This leads to a variation of the sponsor effect described by Wood et al. (1991), wherein “viewers are likely to believe that the violent presentation is condoned by the media sponsor” (p. 373). In their study of Korean college students, Ryu, Kline, and Kim (2007) found a correlation between newscasters’ communication behavior and the extent to which the students identified with the newscaster. Their manner of presentation had an effect on their identification with the newscaster, which in turn had an affect on their behavior. Hence, if watching a violent, terrorist attack where the broadcaster makes continued references to the fact that no one is safe from terrorist, the audience may internalize the message that they are in danger when it is coming from someone with whom they have formed a strong identification.
The final relevant theory is Gerbner and Gross’ (1976) cultivation theory. In this case, the terrorists are relying on this theory without probably realizing it exists. The theory states that showing violence on television makes people believe that the crime rate in their area is higher than the actual crime rate and that the world is a more dangerous place than statistics and fact would bear out. By staging spectacular acts, the terrorists want their target audience to think that they could be next – that the terrorists are everywhere, when in fact it is extremely unlikely that the average person will be the victim of a terrorist attack. They are cultivating fear in the audience to make them change their lifestyle and believe their world is much more dangerous than reality demonstrates.
To examine how television news services cover terrorist acts, this study utilized a qualitative content analysis of news coverage of terrorist acts in India and the Philippines to evaluate their procedures for informing their citizenry.
Research Questions
Q 1: Should media channels worldwide develop their own code of ethics or guidelines, according to their specific cultures, in order to regulate how local journalists provide news coverage of violence?
Q2: Or should a universal guideline be put in place so as to provide more accountability to news entities on a global level?
METHODS
This paper seeks to explore how news entities chose to portray violent extremism in specific incidents ( our unit of analysis) on Philippine and Indian news.
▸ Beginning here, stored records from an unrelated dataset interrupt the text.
// src/models/equipment.rs
use chrono::{DateTime, Utc};
use serde::{Deserialize, Serialize};
use validator::Validate;

use super::Estado;

#[derive(Debug, Clone, Serialize, Deserialize, sqlx::FromRow)]
#[serde(rename_all = "camelCase")]
pub struct Equipment {
    pub id: String,
    pub nombre: String,
    pub marca: String,
    pub modelo: String,
    pub numero_serie: String,
    pub id_control: String,
    pub ubicacion: String,
    pub descripcion_pdf: Option<String>,
    pub estado: Estado,
    pub created_at: DateTime<Utc>,
    pub updated_at: DateTime<Utc>,
}

#[derive(Debug, Deserialize, Validate, Clone)]
#[serde(rename_all = "camelCase")]
pub struct CreateEquipmentRequest {
    #[validate(length(min = 1, max = 255, message = "Name must be between 1 and 255 characters"))]
    pub nombre: String,
    #[validate(length(min = 1, max = 255, message = "Brand must be between 1 and 255 characters"))]
    pub marca: String,
    #[validate(length(min = 1, max = 255, message = "Model must be between 1 and 255 characters"))]
    pub modelo: String,
    #[validate(length(min = 1, max = 100, message = "Serial number must be between 1 and 100 characters"))]
    pub numero_serie: String,
    #[validate(length(min = 1, max = 100, message = "Control ID must be between 1 and 100 characters"))]
    pub id_control: String,
    #[validate(length(min = 1, max = 255, message = "Location must be between 1 and 255 characters"))]
    pub ubicacion: String,
    #[validate(length(max = 1000, message = "Manual description cannot exceed 1000 characters"))]
    pub descripcion_pdf: Option<String>,
}

#[derive(Debug, Deserialize, Validate, Clone, Default)]
#[serde(rename_all = "camelCase")]
pub struct UpdateEquipmentRequest {
    #[validate(length(min = 1, max = 255, message = "Name must be between 1 and 255 characters"))]
    pub nombre: Option<String>,
    #[validate(length(min = 1, max = 255, message = "Brand must be between 1 and 255 characters"))]
    pub marca: Option<String>,
    #[validate(length(min = 1, max = 255, message = "Model must be between 1 and 255 characters"))]
    pub modelo: Option<String>,
    #[validate(length(min = 1, max = 100, message = "Serial number must be between 1 and 100 characters"))]
    pub numero_serie: Option<String>,
    #[validate(length(min = 1, max = 100, message = "Control ID must be between 1 and 100 characters"))]
    pub id_control: Option<String>,
    #[validate(length(min = 1, max = 255, message = "Location must be between 1 and 255 characters"))]
    pub ubicacion: Option<String>,
    #[validate(length(max = 1000, message = "Manual description cannot exceed 1000 characters"))]
    pub descripcion_pdf: Option<String>,
}

impl UpdateEquipmentRequest {
    /// Column/value pairs for the fields present in the request.
    pub fn changes(&self) -> Vec<(&'static str, &str)> {
        let fields = [
            ("nombre", &self.nombre),
            ("marca", &self.marca),
            ("modelo", &self.modelo),
            ("numero_serie", &self.numero_serie),
            ("id_control", &self.id_control),
            ("ubicacion", &self.ubicacion),
            ("descripcion_pdf", &self.descripcion_pdf),
        ];
        fields
            .into_iter()
            .filter_map(|(column, value)| value.as_deref().map(|v| (column, v.trim())))
            .collect()
    }
}
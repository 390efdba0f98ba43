// src/user_handlers.rs - User administration (ADMIN only)

use actix_web::{web, HttpRequest, HttpResponse};
use chrono::Utc;
use std::sync::Arc;
use validator::Validate;

use crate::auth::{require_permission, AuthService};
use crate::error::{parse_uuid, ApiError, ApiResult};
use crate::handlers::{ApiResponse, PaginatedResponse, PaginationQuery};
use crate::models::{CreateUserRequest, Estado, Rol, UpdateUserRequest, User, UserInfo};
use crate::AppState;

pub async fn create_user(
    app_state: web::Data<Arc<AppState>>,
    auth_service: web::Data<Arc<AuthService>>,
    request: web::Json<CreateUserRequest>,
    http_request: HttpRequest,
) -> ApiResult<HttpResponse> {
    let claims = require_permission(&http_request, Rol::can_manage_users)?;
    request.validate()?;

    let password_hash = auth_service.hash_password(&request.password)?;
    let rol = request.rol.unwrap_or(Rol::Tecnico);

    let user = User::insert(&app_state.db_pool, &request.email, &request.nombre, &password_hash, rol)
        .await
        .map_err(|e| match e {
            ApiError::Conflict(_) => ApiError::Conflict("A user with this email already exists".to_string()),
            other => other,
        })?;

    log::info!("User {} created by {}", user.email, claims.email);

    Ok(HttpResponse::Created().json(ApiResponse::success_with_message(
        UserInfo::from(user),
        "User created successfully".to_string(),
    )))
}

pub async fn get_users(
    app_state: web::Data<Arc<AppState>>,
    query: web::Query<PaginationQuery>,
    http_request: HttpRequest,
) -> ApiResult<HttpResponse> {
    require_permission(&http_request, Rol::can_manage_users)?;
    let (page, limit, offset) = query.normalize();

    let users: Vec<User> = sqlx::query_as(
        "SELECT * FROM usuarios ORDER BY julianday(created_at) DESC, id ASC LIMIT ? OFFSET ?"
    )
        .bind(limit)
        .bind(offset)
        .fetch_all(&app_state.db_pool)
        .await?;

    let total: i64 = sqlx::query_scalar("SELECT COUNT(*) FROM usuarios")
        .fetch_one(&app_state.db_pool)
        .await?;

    let data = users.into_iter().map(UserInfo::from).collect();
    Ok(HttpResponse::Ok().json(PaginatedResponse::new(data, total, page, limit)))
}

pub async fn get_user(
    app_state: web::Data<Arc<AppState>>,
    path: web::Path<String>,
    http_request: HttpRequest,
) -> ApiResult<HttpResponse> {
    require_permission(&http_request, Rol::can_manage_users)?;
    let user_id = parse_uuid(&path.into_inner(), "user id")?.to_string();

    let user = User::find_by_id(&app_state.db_pool, &user_id).await?;
    Ok(HttpResponse::Ok().json(ApiResponse::success(UserInfo::from(user))))
}

pub async fn update_user(
    app_state: web::Data<Arc<AppState>>,
    auth_service: web::Data<Arc<AuthService>>,
    path: web::Path<String>,
    update: web::Json<UpdateUserRequest>,
    http_request: HttpRequest,
) -> ApiResult<HttpResponse> {
    require_permission(&http_request, Rol::can_manage_users)?;
    update.validate()?;
    let user_id = parse_uuid(&path.into_inner(), "user id")?.to_string();

    // 404 before anything is written
    User::find_by_id(&app_state.db_pool, &user_id).await?;

    let mut updates = Vec::new();
    let mut values: Vec<String> = Vec::new();

    if let Some(ref email) = update.email {
        updates.push("email = ?");
        values.push(email.trim().to_lowercase());
    }
    if let Some(ref nombre) = update.nombre {
        updates.push("nombre = ?");
        values.push(nombre.trim().to_string());
    }
    if let Some(ref password) = update.password {
        updates.push("password_hash = ?");
        values.push(auth_service.hash_password(password)?);
    }
    if let Some(rol) = update.rol {
        updates.push("rol = ?");
        values.push(rol.to_string());
    }
    if let Some(estado) = update.estado {
        updates.push("estado = ?");
        values.push(estado.to_string());
    }

    if updates.is_empty() {
        return Err(ApiError::bad_request("No fields to update"));
    }

    updates.push("updated_at = ?");
    values.push(Utc::now().to_rfc3339());

    let sql = format!("UPDATE usuarios SET {} WHERE id = ?", updates.join(", "));

    let mut query = sqlx::query(&sql);
    for value in &values {
        query = query.bind(value);
    }
    query = query.bind(&user_id);

    query.execute(&app_state.db_pool).await?;

    let updated = User::find_by_id(&app_state.db_pool, &user_id).await?;
    Ok(HttpResponse::Ok().json(ApiResponse::success(UserInfo::from(updated))))
}

/// Soft delete: the row stays, `estado` becomes INACTIVO.
pub async fn delete_user(
    app_state: web::Data<Arc<AppState>>,
    path: web::Path<String>,
    http_request: HttpRequest,
) -> ApiResult<HttpResponse> {
    let claims = require_permission(&http_request, Rol::can_manage_users)?;
    let user_id = parse_uuid(&path.into_inner(), "user id")?.to_string();

    if user_id == claims.sub {
        return Err(ApiError::bad_request("You cannot deactivate your own account"));
    }

    let result = sqlx::query("UPDATE usuarios SET estado = ?, updated_at = ? WHERE id = ?")
        .bind(Estado::Inactivo)
        .bind(Utc::now())
        .bind(&user_id)
        .execute(&app_state.db_pool)
        .await?;

    if result.rows_affected() == 0 {
        return Err(ApiError::user_not_found(&user_id));
    }

    log::info!("User {} deactivated by {}", user_id, claims.email);

    Ok(HttpResponse::Ok().json(ApiResponse::success_with_message(
        serde_json::json!({ "id": user_id, "estado": Estado::Inactivo }),
        "User deactivated".to_string(),
    )))
}
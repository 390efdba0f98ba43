// src/models/user.rs
use chrono::{DateTime, Utc};
use serde::{Deserialize, Serialize};
use sqlx::SqlitePool;
use strum::{AsRefStr, Display, EnumString};
use validator::Validate;

use super::Estado;
use crate::error::{ApiError, ApiResult};

// ==================== ROLE ====================

#[derive(
    Debug, Clone, Copy, PartialEq, Eq, Serialize, Deserialize, EnumString, Display, AsRefStr, sqlx::Type,
)]
#[strum(serialize_all = "UPPERCASE", ascii_case_insensitive)]
#[serde(rename_all = "UPPERCASE")]
#[sqlx(rename_all = "UPPERCASE")]
pub enum Rol {
    Admin,
    Tecnico,
}

impl Rol {
    pub fn can_manage_users(&self) -> bool {
        matches!(self, Rol::Admin)
    }

    pub fn can_edit_equipment(&self) -> bool {
        true
    }

    pub fn can_delete_equipment(&self) -> bool {
        matches!(self, Rol::Admin)
    }

    pub fn can_record_maintenance(&self) -> bool {
        true
    }
}

// ==================== USER ====================

#[derive(Debug, Clone, Serialize, Deserialize, sqlx::FromRow)]
#[serde(rename_all = "camelCase")]
pub struct User {
    pub id: String,
    pub email: String,
    pub nombre: String,
    #[serde(skip_serializing)]
    pub password_hash: String,
    pub rol: Rol,
    pub estado: Estado,
    pub created_at: DateTime<Utc>,
    pub updated_at: DateTime<Utc>,
}

/// Public projection of a user, never carries the password hash.
#[derive(Debug, Clone, Serialize, Deserialize, PartialEq)]
#[serde(rename_all = "camelCase")]
pub struct UserInfo {
    pub id: String,
    pub email: String,
    pub nombre: String,
    pub rol: Rol,
    pub estado: Estado,
    pub created_at: DateTime<Utc>,
}

impl From<User> for UserInfo {
    fn from(user: User) -> Self {
        Self {
            id: user.id,
            email: user.email,
            nombre: user.nombre,
            rol: user.rol,
            estado: user.estado,
            created_at: user.created_at,
        }
    }
}

#[derive(Debug, Deserialize, Validate)]
pub struct CreateUserRequest {
    #[validate(email(message = "Invalid email format"))]
    pub email: String,
    #[validate(length(min = 8, message = "Password must be at least 8 characters"))]
    pub password: String,
    #[validate(length(min = 1, max = 255, message = "Name must be between 1 and 255 characters"))]
    pub nombre: String,
    pub rol: Option<Rol>,
}

#[derive(Debug, Deserialize, Validate)]
pub struct UpdateUserRequest {
    #[validate(email(message = "Invalid email format"))]
    pub email: Option<String>,
    #[validate(length(min = 8, message = "Password must be at least 8 characters"))]
    pub password: Option<String>,
    #[validate(length(min = 1, max = 255, message = "Name must be between 1 and 255 characters"))]
    pub nombre: Option<String>,
    pub rol: Option<Rol>,
    pub estado: Option<Estado>,
}

impl User {
    pub async fn find_by_email(pool: &SqlitePool, email: &str) -> ApiResult<Option<User>> {
        let user = sqlx::query_as::<_, User>("SELECT * FROM usuarios WHERE email = ?")
            .bind(email.trim().to_lowercase())
            .fetch_optional(pool)
            .await?;
        Ok(user)
    }

    pub async fn find_by_id(pool: &SqlitePool, id: &str) -> ApiResult<User> {
        sqlx::query_as::<_, User>("SELECT * FROM usuarios WHERE id = ?")
            .bind(id)
            .fetch_optional(pool)
            .await?
            .ok_or_else(|| ApiError::user_not_found(id))
    }

    pub fn is_active(&self) -> bool {
        self.estado == Estado::Activo
    }

    /// Inserts a new user; `password_hash` must already be hashed.
    pub async fn insert(
        pool: &SqlitePool,
        email: &str,
        nombre: &str,
        password_hash: &str,
        rol: Rol,
    ) -> ApiResult<User> {
        let id = uuid::Uuid::new_v4().to_string();
        let now = Utc::now();

        sqlx::query(
            r#"INSERT INTO usuarios (id, email, nombre, password_hash, rol, estado, created_at, updated_at)
               VALUES (?, ?, ?, ?, ?, ?, ?, ?)"#
        )
            .bind(&id)
            .bind(email.trim().to_lowercase())
            .bind(nombre.trim())
            .bind(password_hash)
            .bind(rol)
            .bind(Estado::Activo)
            .bind(now)
            .bind(now)
            .execute(pool)
            .await?;

        Self::find_by_id(pool, &id).await
    }
}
Our research group formulated our research question, from prior knowledge of the horrific accounts that had taken place in the Philippines and India. Being that all the members of this group are originally from Asia, an exploration of the differences of news footage in America compared to news footage from Asia was of special interest. Our research questions that prompted this qualitative content analysis are the following:
1. Should media channels worldwide develop their own code of ethics or guidelines, according to their specific cultures, in order to regulate how local journalists provide news coverage of violence?
2. Or should a universal guideline be put in place so as to provide more accountability to news entities on a global level?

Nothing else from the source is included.